Author: Christian Kludt

Description

This package provides the handy Fringes class which handles all the required parameters for configuring fringe pattern sequences and provides methods for fringe analysis.

Features

  • Generalized Temporal Phase Unwrappting (GTPU)
  • Uncertainty Propagation
  • Optimal Coding Strategy
  • Deinterlacing
  • Multiplexing
  • Filtering Phase Maps
  • Remapping

Background

Many applications, such as fringe projection [11] or deflectometry [1], require the ability to encode positional data. To do this, fringe patterns are used to encode the position on the screen / projector (in pixel coordinates) at which the camera pixels were looking at during acquisition.

--- FIGURE coding ---

I = A + B * cos(2πvξ/L - 2πft - φ₀)
  = A + B * cos(kx - wt - φ₀)
  = A + B * cos(Φ)
  • Encoding
    • Spatial Modulation
      The x- resp. y-coordinate ξ of the screen/projector is normalized into the range [0, 1) by dividing through the maximum coordinate L and used to modulate the luminance in a sinusoidal fringe pattern I with offset A, amplitude B and spatial frequency v.
    • Temporal Modulation
      The pattern is then shifted N times with an equidistant phase shift of 2πf/N radian each. An additional phase offset φ₀ may be set, e.g. to let the fringe patterns start with a gray value of zero.
  • Decoding
    • Temporal Demodulation
      From these shifts, the phase map φ is determined [13]. Due to the trigonometric functions used, the global phase Φ is wrapped into the interval [0, 2 π] with v periods: φ ≡ Φ mod 2π.
    • Spatial Demodulation / Phase Unwrapping
      If only one set with spatial frequency v ≤ 1 is used, no unwrapping is required because one period covers the complete coding range. Hence, the coordinates ξ are computed directly by scaling: ξ = φ / (2π) * L / v. This constitutes the registration, which is a mapping in the same pixel grid as the camera sensor and contains the information where each camera pixel, i.e. each camera sightray, was looking at during the fringe pattern acquisition. Note that in contrast to binary coding schemes, e.g. Gray code, the coordinates are obtained with sub-pixel precision.
      • Temporal Phase Unwrapping (TPU)
        If multiple sets with different spatial frequencies v are used and the unmbiguous measurement range is larger than the coding range UMR ≥ L, the ambiguity of the phase map is resolved by generalized multi-frequency temporal phase unwrapping (GTPU) [14].
      • Spatial Phase Unwrapping (SPU)
        However, if only one set with v > 1 is used, or multiple sets but UMR < L, the ambiguous phase φ is unwrapped analyzing the neighbouring phase values [15] [16]. This only yields a relative phase map, therefore absolute positions are unknown.

Contents

Installation

You can install fringes directly from PyPi via pip:

pip install fringes

Usage

You instantiate and deploy the Fringes class:

import fringes as frng

f = frng.Fringes()      # instanciate class

For creating the fringe pattern sequence I, use the method encode(). It will return a NumPy array in videoshape (frames, width, height, color channels).

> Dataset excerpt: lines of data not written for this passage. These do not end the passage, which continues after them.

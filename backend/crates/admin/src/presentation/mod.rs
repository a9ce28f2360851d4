//! Presentation Layer - HTTP handlers, forms, pages, router

pub mod dto;
pub mod handlers;
pub mod router;
pub mod views;
//! Account Error Types
//!
//! Account-specific error variants that integrate with the unified
//! `kernel::error::AppError` system. The `Display` text of every
//! client-side variant is the message shown on the re-rendered form.

use axum::http::StatusCode;
use axum::response::{IntoResponse, Response};
use kernel::error::{app_error::AppError, kind::ErrorKind};
use platform::mail::MailError;
use platform::password::{PasswordHashError, PasswordPolicyError};
use thiserror::Error;

use crate::domain::value_object::{EmailError, TokenPurpose, UserNameError};

/// Account-specific result type alias
pub type AccountResult<T> = Result<T, AccountError>;

#[derive(Debug, Error)]
pub enum AccountError {
    /// Form is missing required input; the message names the fields
    #[error("{0}")]
    MissingFields(&'static str),

    #[error("Captcha verification failed. Please try again.")]
    CaptchaFailed,

    #[error("{0}")]
    InvalidUserName(#[from] UserNameError),

    #[error("{0}")]
    InvalidEmail(#[from] EmailError),

    #[error("{0}")]
    PasswordPolicy(#[from] PasswordPolicyError),

    #[error("Passwords do not match")]
    PasswordMismatch,

    #[error("Username already exists")]
    UserNameTaken,

    #[error("Email already exists")]
    EmailTaken,

    /// Address claimed by someone else between issue and click
    #[error("This email address is already in use by another account.")]
    EmailInUse,

    #[error("User not found. Please register first.")]
    UserNotFound,

    #[error("Invalid password. Please try again.")]
    InvalidPassword,

    /// Cookie missing, forged, expired, or pointing at a deleted row
    #[error("Session not found or expired")]
    SessionInvalid,

    #[error("{}", .0.missing_message())]
    TokenMissing(TokenPurpose),

    #[error("{}", .0.invalid_message())]
    TokenInvalid(TokenPurpose),

    #[error("{}", .0.expired_message())]
    TokenExpired(TokenPurpose),

    #[error("Failed to send verification email. Please try again.")]
    MailDelivery(#[source] MailError),

    #[error("Database error: {0}")]
    Database(#[from] sqlx::Error),

    #[error("Internal error: {0}")]
    Internal(String),
}

impl AccountError {
    /// HTTP status used when the form is re-rendered
    pub fn status_code(&self) -> StatusCode {
        match self {
            AccountError::SessionInvalid => StatusCode::UNAUTHORIZED,
            AccountError::MailDelivery(_)
            | AccountError::Database(_)
            | AccountError::Internal(_) => StatusCode::INTERNAL_SERVER_ERROR,
            _ => StatusCode::BAD_REQUEST,
        }
    }

    pub fn kind(&self) -> ErrorKind {
        match self {
            AccountError::MissingFields(_)
            | AccountError::CaptchaFailed
            | AccountError::InvalidUserName(_)
            | AccountError::InvalidEmail(_)
            | AccountError::PasswordPolicy(_)
            | AccountError::PasswordMismatch
            | AccountError::TokenMissing(_) => ErrorKind::BadRequest,
            AccountError::UserNameTaken | AccountError::EmailTaken | AccountError::EmailInUse => {
                ErrorKind::Conflict
            }
            AccountError::UserNotFound | AccountError::TokenInvalid(_) => ErrorKind::NotFound,
            AccountError::InvalidPassword | AccountError::SessionInvalid => {
                ErrorKind::Unauthorized
            }
            AccountError::TokenExpired(_) => ErrorKind::Gone,
            AccountError::MailDelivery(_)
            | AccountError::Database(_)
            | AccountError::Internal(_) => ErrorKind::InternalServerError,
        }
    }

    /// Text safe to show to the user
    pub fn public_message(&self) -> String {
        match self {
            AccountError::Database(_) | AccountError::Internal(_) => {
                "Something went wrong. Please try again.".to_string()
            }
            other => other.to_string(),
        }
    }

    pub fn is_server_error(&self) -> bool {
        self.status_code().is_server_error()
    }

    /// Convert to AppError
    pub fn to_app_error(&self) -> AppError {
        AppError::new(self.kind(), self.public_message())
    }

    /// Log the error with appropriate level
    pub(crate) fn log(&self) {
        match self {
            AccountError::Database(e) => {
                tracing::error!(error = %e, "Account database error");
            }
            AccountError::Internal(msg) => {
                tracing::error!(message = %msg, "Account internal error");
            }
            AccountError::MailDelivery(e) => {
                tracing::warn!(error = %e, "Mail delivery failed");
            }
            AccountError::InvalidPassword | AccountError::UserNotFound => {
                tracing::warn!(error = %self, "Failed login attempt");
            }
            AccountError::CaptchaFailed => {
                tracing::warn!("Captcha verification failed");
            }
            AccountError::SessionInvalid => {
                tracing::debug!("Invalid session");
            }
            _ => {
                tracing::debug!(error = %self, "Account error");
            }
        }
    }
}

impl IntoResponse for AccountError {
    fn into_response(self) -> Response {
        self.log();
        self.to_app_error().into_response()
    }
}

impl From<PasswordHashError> for AccountError {
    fn from(err: PasswordHashError) -> Self {
        AccountError::Internal(err.to_string())
    }
}
//! Client identification utilities
//!
//! Resolves the caller's IP address behind Cloudflare or a reverse proxy.
//! The address is forwarded to Turnstile as `remoteip`.

use std::convert::Infallible;
use std::net::{IpAddr, SocketAddr};

use axum::extract::{ConnectInfo, FromRequestParts};
use axum::http::{HeaderMap, request::Parts};

/// Proxy headers consulted in order. `X-Forwarded-For` contributes its
/// first (client-most) entry.
const IP_HEADERS: [&str; 4] = [
    "cf-connecting-ip",
    "x-forwarded-for",
    "x-real-ip",
    "x-client-ip",
];

/// Extract client IP address from headers
///
/// ## Arguments
/// * `headers` - HTTP request headers
/// * `direct_ip` - Socket peer address, used when no header is usable
///
/// ## Returns
/// The client IP address, or None if not determinable
pub fn extract_client_ip(headers: &HeaderMap, direct_ip: Option<IpAddr>) -> Option<IpAddr> {
    IP_HEADERS
        .iter()
        .find_map(|name| {
            let value = headers.get(*name)?.to_str().ok()?;
            value.split(',').next()?.trim().parse::<IpAddr>().ok()
        })
        .or(direct_ip)
}

/// Axum extractor yielding the resolved client IP.
///
/// Never rejects; the address is `None` when neither the headers nor
/// `ConnectInfo` provide one.
#[derive(Debug, Clone, Copy, PartialEq, Eq)]
pub struct ClientIp(pub Option<IpAddr>);

impl<S> FromRequestParts<S> for ClientIp
where
    S: Send + Sync,
{
    type Rejection = Infallible;

    async fn from_request_parts(parts: &mut Parts, _state: &S) -> Result<Self, Self::Rejection> {
        let direct = parts
            .extensions
            .get::<ConnectInfo<SocketAddr>>()
            .map(|ConnectInfo(addr)| addr.ip());

        Ok(Self(extract_client_ip(&parts.headers, direct)))
    }
}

I = f.encode()          # encode fringe patterns

For analyzing (recorded) fringe patterns, use the method decode(). It will return a namedtuple, containing the Numpy arrays brightness A, modulation B and the coordinates ξ, all in videoshape.

A, B, xi = f.decode(I)  # decode fringe patterns

All parameters are accesible by the respective attributes of the Fringes class.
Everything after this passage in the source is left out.